Your assignment: Please show every line in the entries below that includes the word "host".

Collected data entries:
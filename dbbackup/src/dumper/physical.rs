//! Hot physical capture of InnoDB instances with xtrabackup.

use super::{extra_args, own_status, upstream_of, with_upstream, DumpContext, Dumper};
use crate::config::BackupConfig;
use crate::index::sidecar::{
    parse_binlog_info, parse_slave_info, parse_timestamp_info, read_sidecar, Sidecar, BINLOG_INFO,
    SLAVE_INFO, TIMESTAMP_INFO,
};
use crate::index::{BackupMetaInfo, BinlogStatusInfo, ConsistentTime};
use crate::utils::cmd::{find_tool, ExternalCommand};
use crate::utils::errors::{BackupError, Result};
use crate::utils::mysqlconn::{version_number, SlaveStatus};
use async_trait::async_trait;
use chrono::{DateTime, Local};
use std::path::PathBuf;
use tracing::warn;

pub struct PhysicalDumper {
    ctx: DumpContext,
    program: PathBuf,
    upstream: Option<SlaveStatus>,
    begin: Option<DateTime<Local>>,
    end: Option<DateTime<Local>>,
}

pub fn xtrabackup_args(ctx: &DumpContext) -> Vec<String> {
    let cfg = &ctx.cfg;
    let pb = &cfg.physical_backup;
    let mut args = Vec::new();
    // must come first
    if !pb.default_file.as_os_str().is_empty() {
        args.push(format!("--defaults-file={}", pb.default_file.display()));
    }
    args.extend([
        "--backup".to_string(),
        format!("--host={}", cfg.public.mysql_host),
        format!("--port={}", cfg.public.mysql_port),
        format!("--user={}", cfg.public.mysql_user),
        format!("--password={}", cfg.public.mysql_passwd),
        format!("--target-dir={}", ctx.capture_dir.display()),
        format!("--parallel={}", pb.threads),
        format!("--throttle={}", pb.throttle),
        "--no-timestamp".to_string(),
    ]);
    if cfg.public.mysql_role.is_replica() {
        args.push("--slave-info".to_string());
    }
    args.extend(extra_args(&pb.extra_opt));
    args
}

impl PhysicalDumper {
    pub fn new(ctx: DumpContext) -> Result<Self> {
        let program = find_tool("xtrabackup", None, ctx.tool_dir())?;
        Ok(Self {
            ctx,
            program,
            upstream: None,
            begin: None,
            end: None,
        })
    }
}

#[async_trait]
impl Dumper for PhysicalDumper {
    fn tool(&self) -> &'static str {
        "xtrabackup"
    }

    async fn init_config(&mut self, server_version: &str) -> Result<()> {
        if version_number(server_version) < 5_005_000 {
            return Err(BackupError::validation(format!(
                "physical backup is not supported on MySQL {}",
                server_version
            )));
        }
        let default_file = &self.ctx.cfg.physical_backup.default_file;
        if !default_file.as_os_str().is_empty() && !default_file.is_file() {
            return Err(BackupError::validation(format!(
                "default_file {} not found",
                default_file.display()
            )));
        }
        Ok(())
    }

    async fn execute(&mut self, enforce_deadline: bool) -> Result<()> {
        if let Some(parent) = self.ctx.capture_dir.parent() {
            tokio::fs::create_dir_all(parent).await?;
        }
        self.upstream = upstream_of(&self.ctx.cfg).await;
        self.begin = Some(Local::now());
        ExternalCommand::new(self.tool(), &self.program)
            .args(xtrabackup_args(&self.ctx))
            .log_to(self.ctx.log_path(self.tool()))
            .deadline(self.ctx.deadline(enforce_deadline)?)
            .run()
            .await?;
        self.end = Some(Local::now());
        Ok(())
    }

    async fn prepare_backup_meta_info(&self, cfg: &BackupConfig) -> Result<BackupMetaInfo> {
        let dir = &self.ctx.capture_dir;
        let begin = self.begin.unwrap_or(self.ctx.started_at);
        let end = self.end.unwrap_or_else(Local::now);

        let times = match read_sidecar(dir, TIMESTAMP_INFO)? {
            Sidecar::Found(text) => parse_timestamp_info(&text),
            Sidecar::Missing => {
                warn!(dir = %dir.display(), "No timestamp sidecar, using wall clock as consistent time");
                Default::default()
            }
        };
        let consistent = match times.consistent {
            Some(t) => ConsistentTime::Recorded(t),
            None => ConsistentTime::WallClockFallback(Local::now()),
        };

        let master = match read_sidecar(dir, BINLOG_INFO)? {
            Sidecar::Found(text) => parse_binlog_info(&text).map(|s| own_status(cfg, s)),
            Sidecar::Missing => {
                return Err(BackupError::Metadata(format!(
                    "{} missing from {}",
                    BINLOG_INFO,
                    dir.display()
                )))
            }
        };

        let slave = if cfg.public.mysql_role.is_replica() {
            read_sidecar(dir, SLAVE_INFO)?
                .text()
                .and_then(parse_slave_info)
                .map(|s| with_upstream(s, self.upstream.as_ref()))
        } else {
            None
        };

        Ok(BackupMetaInfo {
            begin_time: times.begin.unwrap_or(begin),
            end_time: times.end.unwrap_or(end),
            consistent_time: consistent,
            binlog_info: BinlogStatusInfo {
                show_master_status: master,
                show_slave_status: slave,
            },
        })
    }
}
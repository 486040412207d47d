//! Rows of the cluster backup coordination table.

use chrono::{DateTime, Local};
use serde::{Deserialize, Serialize};
use std::convert::Infallible;
use std::fmt;
use std::str::FromStr;

/// Lifecycle of one shard's part of a cluster backup.
#[derive(Debug, Clone, PartialEq, Eq, Hash)]
pub enum TaskStatus {
    Init,
    /// Same as `Init`, mirrored from the master-side task
    Replicated,
    Running,
    Success,
    Failed(String),
    /// Operator cancellation
    Quit(String),
    Unknown,
}

impl TaskStatus {
    /// Waiting to be claimed.
    pub fn is_runnable(&self) -> bool {
        matches!(self, TaskStatus::Init | TaskStatus::Replicated)
    }

    /// Still counts as outstanding work for a waiting scheduler.
    pub fn is_pending(&self) -> bool {
        self.is_runnable() || *self == TaskStatus::Running
    }

    pub fn failed(reason: impl Into<String>) -> Self {
        TaskStatus::Failed(reason.into())
    }

    pub fn quit(reason: impl Into<String>) -> Self {
        TaskStatus::Quit(reason.into())
    }
}

fn with_reason(f: &mut fmt::Formatter<'_>, word: &str, reason: &str) -> fmt::Result {
    if reason.is_empty() {
        f.write_str(word)
    } else {
        write!(f, "{}: {}", word, reason)
    }
}

impl fmt::Display for TaskStatus {
    fn fmt(&self, f: &mut fmt::Formatter<'_>) -> fmt::Result {
        match self {
            TaskStatus::Init => f.write_str("init"),
            TaskStatus::Replicated => f.write_str("replicated"),
            TaskStatus::Running => f.write_str("running"),
            TaskStatus::Success => f.write_str("success"),
            TaskStatus::Failed(r) => with_reason(f, "failed", r),
            TaskStatus::Quit(r) => with_reason(f, "quit", r),
            TaskStatus::Unknown => f.write_str("unknown"),
        }
    }
}

impl FromStr for TaskStatus {
    type Err = Infallible;

    /// Anything unrecognised maps to `Unknown`.
    fn from_str(s: &str) -> Result<Self, Self::Err> {
        let s = s.trim();
        let (word, reason) = match s.split_once(':') {
            Some((w, r)) => (w.trim(), r.trim()),
            None => (s, ""),
        };
        Ok(match word.to_ascii_lowercase().as_str() {
            "init" if reason.is_empty() => TaskStatus::Init,
            "replicated" if reason.is_empty() => TaskStatus::Replicated,
            "running" if reason.is_empty() => TaskStatus::Running,
            "success" if reason.is_empty() => TaskStatus::Success,
            "failed" => TaskStatus::Failed(reason.to_string()),
            "quit" => TaskStatus::Quit(reason.to_string()),
            _ => TaskStatus::Unknown,
        })
    }
}

impl Serialize for TaskStatus {
    fn serialize<S: serde::Serializer>(&self, s: S) -> Result<S::Ok, S::Error> {
        s.collect_str(self)
    }
}

impl<'de> Deserialize<'de> for TaskStatus {
    fn deserialize<D: serde::Deserializer<'de>>(d: D) -> Result<Self, D::Error> {
        let raw = String::deserialize(d)?;
        Ok(raw.parse().unwrap_or(TaskStatus::Unknown))
    }
}

/// Role of a server entry in the routing layer's `mysql.servers`.
#[derive(Debug, Clone, Copy, PartialEq, Eq, Hash, Serialize, Deserialize)]
pub enum Wrapper {
    #[serde(rename = "mysql")]
    Mysql,
    #[serde(rename = "mysql_slave")]
    MysqlSlave,
    #[serde(rename = "SPIDER")]
    Spider,
}

impl Wrapper {
    pub fn as_str(&self) -> &'static str {
        match self {
            Wrapper::Mysql => "mysql",
            Wrapper::MysqlSlave => "mysql_slave",
            Wrapper::Spider => "SPIDER",
        }
    }

    pub fn parse(raw: &str) -> Option<Self> {
        match raw.trim() {
            "mysql" => Some(Wrapper::Mysql),
            "mysql_slave" => Some(Wrapper::MysqlSlave),
            s if s.eq_ignore_ascii_case("spider") => Some(Wrapper::Spider),
            _ => None,
        }
    }

    /// Status a freshly scheduled row for this server starts in.
    pub fn initial_status(&self) -> TaskStatus {
        match self {
            Wrapper::MysqlSlave => TaskStatus::Replicated,
            _ => TaskStatus::Init,
        }
    }
}

impl fmt::Display for Wrapper {
    fn fmt(&self, f: &mut fmt::Formatter<'_>) -> fmt::Result {
        f.write_str(self.as_str())
    }
}

/// Primary key of a coordination row.
#[derive(Debug, Clone, PartialEq, Eq, Hash, Serialize, Deserialize)]
pub struct TaskKey {
    pub backup_id: String,
    pub host: String,
    pub port: u16,
    pub shard_value: i32,
}

impl fmt::Display for TaskKey {
    fn fmt(&self, f: &mut fmt::Formatter<'_>) -> fmt::Result {
        write!(f, "{}@{}:{}#{}", self.backup_id, self.host, self.port, self.shard_value)
    }
}

#[derive(Debug, Clone, PartialEq, Eq, Serialize, Deserialize)]
pub struct GlobalBackupModel {
    pub backup_id: String,
    pub host: String,
    pub port: u16,
    pub shard_value: i32,
    pub server_name: String,
    pub wrapper: Wrapper,
    pub status: TaskStatus,
    /// Owning process, 0 before the row is claimed
    pub pid: i32,
    pub created_at: DateTime<Local>,
    pub updated_at: DateTime<Local>,
}

impl GlobalBackupModel {
    pub fn key(&self) -> TaskKey {
        TaskKey {
            backup_id: self.backup_id.clone(),
            host: self.host.clone(),
            port: self.port,
            shard_value: self.shard_value,
        }
    }
}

Finished task:
        format!("--host={}", cfg.public.mysql_host),
    pub host: String,
        write!(f, "{}@{}:{}#{}", self.backup_id, self.host, self.port, self.shard_value)
    pub host: String,
            host: self.host.clone(),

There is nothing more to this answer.